That is also to say that Michael Mayo was someone who used to be mentioned and linked to rather frequently here at Hallandale Beach Blog, in large part because of his willingness to call things exactly what they were here in Hallandale Beach and environs with respect to the illegal, unconscionable or downright stupid things that routinely took/take place at Hallandale Beach City Hall.

Mayo, to his great credit, unlike the majority of the news media in South Florida, was NOT content to just look away or merely swallow whole the PR spin served up by the usual Suspects at HB City Hall, whether Mayor Joy Cooper or her usual partners in dubious/unethical/shady shenanigans that embarrass the beleaguered residents of this ocean-side Broward city just north of the Miami-Dade County line, namely, HB City Commissioners Anthony A. Sanders and William 'Bill" Julian.

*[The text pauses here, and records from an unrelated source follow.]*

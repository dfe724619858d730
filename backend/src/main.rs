//! Career Guidance Backend - Main Entry Point
//!
//! Seeds the catalog and starts the web API server.

use career_guidance::api::{run_server, AppState};
use career_guidance::config::AppConfig;
use std::io;

#[actix_web::main]
async fn main() -> io::Result<()> {
    // Initialize logging
    env_logger::init_from_env(env_logger::Env::default().default_filter_or("info"));

    println!("╔════════════════════════════════════════════════╗");
    println!("║   Career Guidance & College Selection Tool     ║");
    println!("║   Interest + Skill + Score → Career            ║");
    println!("╚════════════════════════════════════════════════╝");
    println!();

    let config = AppConfig::from_env().map_err(|e| {
        log::error!("Invalid configuration: {}", e);
        io::Error::new(io::ErrorKind::InvalidInput, e)
    })?;

    let state = AppState::open(&config).map_err(|e| {
        log::error!("Failed to open career store at {}: {}", config.db_path.display(), e);
        io::Error::new(io::ErrorKind::Other, e)
    })?;

    run_server(config, state).await
}
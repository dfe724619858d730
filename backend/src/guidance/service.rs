//! Submission pipeline: validate → match → persist → render

use super::error::{GuidanceError, GuidanceResult};
use super::history;
use super::matcher;
use super::render;
use super::store::CareerStore;
use super::types::{Recommendation, Submission};

/// Process one submission end to end.
///
/// Nothing is persisted when the name is blank or no career matches.
pub fn submit(store: &dyn CareerStore, submission: &Submission) -> GuidanceResult<Recommendation> {
    if submission.name.trim().is_empty() {
        log::warn!("Rejected submission without a student name");
        return Err(GuidanceError::EmptyName);
    }

    let catalog = store.all_careers()?;
    let matched = matcher::best_match(&catalog, submission.interest, submission.skill, submission.score)
        .ok_or_else(|| {
            log::warn!(
                "No career matched {} / {} / {}",
                submission.interest,
                submission.skill,
                submission.score
            );
            GuidanceError::NoMatch
        })?;

    let stored = history::record_submission(store, submission, &matched)?;

    log::info!(
        "Recommended {} ({}%) for {}",
        stored.recommended_career,
        stored.match_score,
        stored.name
    );

    Ok(Recommendation {
        history_id: stored.id,
        student: stored.name,
        interest: stored.interest,
        skill: stored.skill,
        score: stored.score,
        explanation: render::explanation(
            stored.interest,
            stored.skill,
            stored.score,
            &matched.record.career,
            stored.match_score,
        ),
        career: matched.record.clone(),
        match_score: stored.match_score,
        timestamp: stored.timestamp,
    })
}

#[cfg(test)]
mod tests {
    use super::*;
    use crate::guidance::catalog::seed_catalog;
    use crate::guidance::store::SqliteStore;
    use crate::guidance::types::{AcademicScore, CareerRecord, Interest, Skill};

    fn seeded() -> SqliteStore {
        let store = SqliteStore::in_memory().unwrap();
        seed_catalog(&store).unwrap();
        store
    }

    fn submission(name: &str, interest: Interest, skill: Skill, score: i64) -> Submission {
        Submission {
            name: name.to_string(),
            interest,
            skill,
            score: AcademicScore::new(score).unwrap(),
        }
    }

    #[test]
    fn test_submit_records_shown_score() {
        let store = seeded();
        let rec = submit(&store, &submission("Asha", Interest::Arts, Skill::Design, 50)).unwrap();

        assert_eq!(rec.career.career, "Designer / Animator");
        assert_eq!(rec.match_score, 96);
        assert!(rec.explanation.contains("96% compatibility"));

        let history = store.history(10).unwrap();
        assert_eq!(history.len(), 1);
        assert_eq!(history[0].id, rec.history_id);
        assert_eq!(history[0].match_score, rec.match_score);
        assert_eq!(history[0].recommended_career, "Designer / Animator");
    }

    #[test]
    fn test_blank_name_is_rejected_without_history() {
        let store = seeded();
        for name in ["", "   "] {
            let result = submit(&store, &submission(name, Interest::Technology, Skill::Programming, 70));
            assert!(matches!(result, Err(GuidanceError::EmptyName)));
        }
        assert!(store.history(10).unwrap().is_empty());
    }

    #[test]
    fn test_no_match_is_rejected_without_history() {
        let store = SqliteStore::in_memory().unwrap();
        store
            .insert_career(&CareerRecord::new("Doctor", Interest::Healthcare, Skill::Analysis, 85))
            .unwrap();

        let result = submit(&store, &submission("Ravi", Interest::Arts, Skill::Design, 0));
        assert!(matches!(result, Err(GuidanceError::NoMatch)));
        assert!(store.history(10).unwrap().is_empty());
    }

    #[test]
    fn test_each_submission_adds_one_row() {
        let store = seeded();
        submit(&store, &submission("A", Interest::Technology, Skill::Programming, 70)).unwrap();
        submit(&store, &submission("B", Interest::Business, Skill::Management, 30)).unwrap();

        let history = store.history(10).unwrap();
        assert_eq!(history.len(), 2);
        assert_eq!(history[0].name, "B");
        assert_eq!(history[1].match_score, 100);
    }
}
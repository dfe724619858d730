//! Guidance Module - core of the Career Guidance service
//!
//! Architecture:
//! - Store: SQLite catalog and append-only history, passed explicitly
//! - Catalog: one-time seeding of the reference careers
//! - Matcher: pure weighted scoring over the catalog
//! - History: recording of completed submissions
//! - Render: explanation text and HTML result card
//! - Service: the validate → match → persist → render pipeline

pub mod catalog;
pub mod error;
pub mod history;
pub mod matcher;
pub mod render;
pub mod service;
pub mod store;
pub mod types;

pub use catalog::*;
pub use error::*;
pub use history::*;
pub use matcher::*;
pub use render::*;
pub use service::*;
pub use store::*;
pub use types::*;
//! PDF and image API handlers
//!
//! Resolves the request directory under the PDF or image root and delegates
//! to the file service. Binary responses are streamed straight from the
//! service; listings and counts are returned as JSON.

use crate::api::utils::{attachment, content_type_for, parse_page_number, require_filename};
use crate::error::{AppError, ErrorResponse};
use crate::services::paths::resolve_directory;
use crate::state::AppState;
use axum::{
    body::Body,
    extract::{Query, State},
    http::{header, HeaderValue},
    response::{IntoResponse, Json},
};
use serde::Deserialize;
use tracing::debug;
use utoipa::IntoParams;

/// Query for `GET /pdf`
#[derive(Debug, Default, Deserialize, IntoParams)]
#[into_params(parameter_in = Query)]
pub struct PdfPageQuery {
    /// PDF file name inside the resolved directory
    #[param(value_type = String, required = true)]
    pub filename: Option<String>,
    /// Page to rasterize (1-based)
    // Kept raw so malformed input is reported as a validation error
    #[param(value_type = u32, required = true)]
    pub pagenumber: Option<String>,
    /// Optional subdirectory below the PDF root
    pub directoryname: Option<String>,
}

/// Query for `GET /pdf/list` and `GET /pdf/listdir`
#[derive(Debug, Default, Deserialize, IntoParams)]
#[into_params(parameter_in = Query)]
pub struct DirectoryQuery {
    /// Optional subdirectory below the PDF root
    pub directoryname: Option<String>,
}

/// Query for `GET /pdf/numpages`
#[derive(Debug, Default, Deserialize, IntoParams)]
#[into_params(parameter_in = Query)]
pub struct PdfFileQuery {
    /// PDF file name inside the resolved directory
    #[param(value_type = String, required = true)]
    pub filename: Option<String>,
    /// Optional subdirectory below the PDF root
    pub directoryname: Option<String>,
}

/// Query for `GET /image`
#[derive(Debug, Default, Deserialize, IntoParams)]
#[into_params(parameter_in = Query)]
pub struct ImageQuery {
    /// Image file name inside the image root
    #[param(value_type = String, required = true)]
    pub filename: Option<String>,
}

/// GET /pdf - Stream one PDF page rasterized to PNG
#[utoipa::path(
    get,
    path = "/api/v1/utility/pdf",
    tag = "UTILITIES",
    params(PdfPageQuery),
    responses(
        (status = 200, description = "A streamed converted png image", body = Vec<u8>, content_type = "image/png"),
        (status = 400, description = "Missing or malformed query parameter", body = ErrorResponse),
        (status = 404, description = "PDF or page not found", body = ErrorResponse),
        (status = 500, description = "Rendering failed", body = ErrorResponse),
    )
)]
pub async fn get_pdf_page(
    State(state): State<AppState>,
    Query(params): Query<PdfPageQuery>,
) -> Result<impl IntoResponse, AppError> {
    let filename = require_filename(params.filename.as_deref())?;
    let page = parse_page_number(params.pagenumber.as_deref())?;
    let dir = resolve_directory(&state.resources.pdf_root, params.directoryname.as_deref())?;

    debug!(dir = %dir.display(), filename, page, "Converting PDF page");
    let stream = state.files.convert_pdf_page(&dir, filename, page).await?;

    Ok((
        [
            (header::CONTENT_TYPE, HeaderValue::from_static("image/png")),
            (
                header::CONTENT_DISPOSITION,
                attachment(&format!("out-{}.png", page))?,
            ),
        ],
        Body::from_stream(stream),
    ))
}

/// GET /pdf/list - List the files in the PDF directory
#[utoipa::path(
    get,
    path = "/api/v1/utility/pdf/list",
    tag = "UTILITIES",
    params(DirectoryQuery),
    responses(
        (status = 200, description = "An array of all the filenames within the pdfs folder", body = Vec<String>),
        (status = 400, description = "Invalid directory name", body = ErrorResponse),
        (status = 404, description = "Directory not found", body = ErrorResponse),
    )
)]
pub async fn list_pdf_files(
    State(state): State<AppState>,
    Query(params): Query<DirectoryQuery>,
) -> Result<Json<Vec<String>>, AppError> {
    let dir = resolve_directory(&state.resources.pdf_root, params.directoryname.as_deref())?;
    let files = state.files.list_filenames(&dir).await?;
    Ok(Json(files))
}

/// GET /pdf/listdir - List the subdirectories of the PDF directory
#[utoipa::path(
    get,
    path = "/api/v1/utility/pdf/listdir",
    tag = "UTILITIES",
    params(DirectoryQuery),
    responses(
        (status = 200, description = "An array of all the directories within the pdfs folder", body = Vec<String>),
        (status = 400, description = "Invalid directory name", body = ErrorResponse),
        (status = 404, description = "Directory not found", body = ErrorResponse),
    )
)]
pub async fn list_pdf_directories(
    State(state): State<AppState>,
    Query(params): Query<DirectoryQuery>,
) -> Result<Json<Vec<String>>, AppError> {
    let dir = resolve_directory(&state.resources.pdf_root, params.directoryname.as_deref())?;
    let directories = state.files.list_directories(&dir).await?;
    Ok(Json(directories))
}

/// GET /pdf/numpages - Number of pages in a PDF
#[utoipa::path(
    get,
    path = "/api/v1/utility/pdf/numpages",
    tag = "UTILITIES",
    params(PdfFileQuery),
    responses(
        (status = 200, description = "Returns the number of pages in the pdf", body = u32),
        (status = 400, description = "Missing or invalid query parameter", body = ErrorResponse),
        (status = 404, description = "PDF not found", body = ErrorResponse),
    )
)]
pub async fn get_pdf_page_count(
    State(state): State<AppState>,
    Query(params): Query<PdfFileQuery>,
) -> Result<Json<u32>, AppError> {
    let filename = require_filename(params.filename.as_deref())?;
    let dir = resolve_directory(&state.resources.pdf_root, params.directoryname.as_deref())?;
    let pages = state.files.count_pages(&dir, filename).await?;
    Ok(Json(pages))
}

/// GET /image - Stream an image from the image root
#[utoipa::path(
    get,
    path = "/api/v1/utility/image",
    tag = "UTILITIES",
    params(ImageQuery),
    responses(
        (status = 200, description = "A streamed image", body = Vec<u8>, content_type = "application/octet-stream"),
        (status = 400, description = "Missing or invalid filename", body = ErrorResponse),
        (status = 404, description = "Image not found", body = ErrorResponse),
    )
)]
pub async fn get_image(
    State(state): State<AppState>,
    Query(params): Query<ImageQuery>,
) -> Result<impl IntoResponse, AppError> {
    let filename = require_filename(params.filename.as_deref())?;
    let disposition = attachment(filename)?;
    let content_type = content_type_for(filename)?;

    let stream = state
        .files
        .open_file_stream(&state.resources.image_root, filename)
        .await?;

    Ok((
        [
            (header::CONTENT_TYPE, content_type),
            (header::CONTENT_DISPOSITION, disposition),
        ],
        Body::from_stream(stream),
    ))
}

/// GET /image/list - List the files in the image root
#[utoipa::path(
    get,
    path = "/api/v1/utility/image/list",
    tag = "UTILITIES",
    responses(
        (status = 200, description = "An array of all the filenames within the images folder", body = Vec<String>),
        (status = 404, description = "Image folder not found", body = ErrorResponse),
    )
)]
pub async fn list_image_files(
    State(state): State<AppState>,
) -> Result<Json<Vec<String>>, AppError> {
    let files = state.files.list_filenames(&state.resources.image_root).await?;
    Ok(Json(files))
}
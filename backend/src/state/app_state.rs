// Application state shared across request handlers
// Contains the resource roots and the file service collaborator

use crate::config::{Config, ResourceConfig};
use crate::services::{FileService, LocalFileService, PdfRenderer};
use std::sync::Arc;

/// Shared application state
///
/// Cloned into every handler; holds no mutable data, so no locking is needed.
#[derive(Clone)]
pub struct AppState {
    /// Fixed roots that request directories resolve under
    pub resources: Arc<ResourceConfig>,
    /// File service the API delegates to
    pub files: Arc<dyn FileService>,
}

impl AppState {
    /// Create state from explicit roots and a file service
    pub fn new(resources: ResourceConfig, files: Arc<dyn FileService>) -> Self {
        Self {
            resources: Arc::new(resources),
            files,
        }
    }

    /// Create state backed by the local file system and poppler renderer
    pub fn from_config(config: &Config) -> Self {
        let renderer = PdfRenderer::new(&config.render);
        Self::new(
            config.resources.clone(),
            Arc::new(LocalFileService::new(renderer)),
        )
    }
}
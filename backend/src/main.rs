//! Utility API Backend
//!
//! A REST API serving PDF pages rasterized to PNG, images, and listings of
//! the PDF and image resource directories.

use axum::{
    extract::Request,
    http::{HeaderName, HeaderValue},
    middleware::Next,
    response::Response,
    routing::get,
    Json, Router,
};
use serde::Serialize;
use std::net::SocketAddr;
use std::time::Instant;
use tower_http::{cors::CorsLayer, trace::TraceLayer};
use tracing::{info, info_span, warn, Instrument};
use utility_api::{api, config::Config, state::AppState};
use uuid::Uuid;

const REQUEST_ID_HEADER: HeaderName = HeaderName::from_static("x-request-id");

#[derive(Serialize)]
struct HelloResponse {
    message: String,
    status: String,
}

#[derive(Serialize)]
struct HealthResponse {
    status: String,
    version: String,
    message: String,
}

/// Tags each request with a uuid, echoed back in `x-request-id`
async fn request_id_middleware(request: Request, next: Next) -> Response {
    let id = Uuid::new_v4();
    let span = info_span!("request", id = %id, method = %request.method(), path = request.uri().path());
    let started = Instant::now();

    let mut response = next.run(request).instrument(span.clone()).await;

    span.in_scope(|| {
        info!(
            status = response.status().as_u16(),
            elapsed_ms = started.elapsed().as_millis() as u64,
            "served"
        )
    });
    if let Ok(value) = HeaderValue::from_str(&id.to_string()) {
        response.headers_mut().insert(REQUEST_ID_HEADER, value);
    }
    response
}

#[tokio::main]
async fn main() -> anyhow::Result<()> {
    tracing_subscriber::fmt()
        .with_env_filter(
            tracing_subscriber::EnvFilter::try_from_default_env()
                .unwrap_or_else(|_| "utility_api=info,tower_http=debug".into()),
        )
        .init();

    let config = Config::from_env();
    info!(?config, "config");

    for root in [&config.resources.pdf_root, &config.resources.image_root] {
        if !root.is_dir() {
            warn!(root = %root.display(), "resource root missing; listings will 404 until it exists");
        }
    }

    let app_state = AppState::from_config(&config);

    // request ids wrap everything, so the trace span sees them
    let app = Router::new()
        .route("/", get(hello_world))
        .route("/api/health", get(health_check))
        .merge(api::router(app_state))
        .merge(api::docs())
        .layer(axum::middleware::from_fn(request_id_middleware))
        .layer(
            TraceLayer::new_for_http().make_span_with(|request: &axum::http::Request<_>| {
                tracing::info_span!(
                    "http_request",
                    method = %request.method(),
                    uri = %request.uri(),
                )
            }),
        )
        .layer(CorsLayer::permissive());

    let addr: SocketAddr = config
        .server_addr()
        .parse()
        .map_err(|e| anyhow::anyhow!("Invalid server address: {}", e))?;

    let listener = tokio::net::TcpListener::bind(&addr).await?;
    info!(
        %addr,
        version = env!("CARGO_PKG_VERSION"),
        docs = api::OPENAPI_JSON_PATH,
        "listening"
    );

    axum::serve(listener, app)
        .with_graceful_shutdown(shutdown_signal())
        .await?;

    info!("stopped");
    Ok(())
}

/// Resolves on Ctrl+C, or SIGTERM on unix
async fn shutdown_signal() {
    #[cfg(unix)]
    {
        use tokio::signal::unix::{signal, SignalKind};

        let mut term = match signal(SignalKind::terminate()) {
            Ok(term) => term,
            Err(e) => {
                warn!(error = %e, "SIGTERM handler unavailable, only Ctrl+C will stop the server");
                let _ = tokio::signal::ctrl_c().await;
                return;
            }
        };
        let which = tokio::select! {
            _ = tokio::signal::ctrl_c() => "SIGINT",
            _ = term.recv() => "SIGTERM",
        };
        info!(signal = which, "draining connections");
    }

    #[cfg(not(unix))]
    {
        let _ = tokio::signal::ctrl_c().await;
        info!(signal = "ctrl-c", "draining connections");
    }
}

async fn hello_world() -> Json<HelloResponse> {
    Json(HelloResponse {
        message: "Utility API: see /swagger-ui for the routes".to_string(),
        status: "ok".to_string(),
    })
}

// Liveness only; resource roots are not checked here
async fn health_check() -> Json<HealthResponse> {
    Json(HealthResponse {
        status: "healthy".to_string(),
        version: env!("CARGO_PKG_VERSION").to_string(),
        message: "up".to_string(),
    })
}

But for whatever reasons -and I have my own educated hunches- things changed with Mayo and what he chose to write about and make his primary focus.
To me and several other people in my circle of friends and acquaintances in South Florida and around the Sunshine State, he seemed to retrench, which was disappointing, given how few people seemed willing to do what he did in the first place.
The change made him seem like he not only avoided going after low-hanging fruit in our area that needed to be swatted at, but not even bother to aim for high-minded fruit on the top shelf, either.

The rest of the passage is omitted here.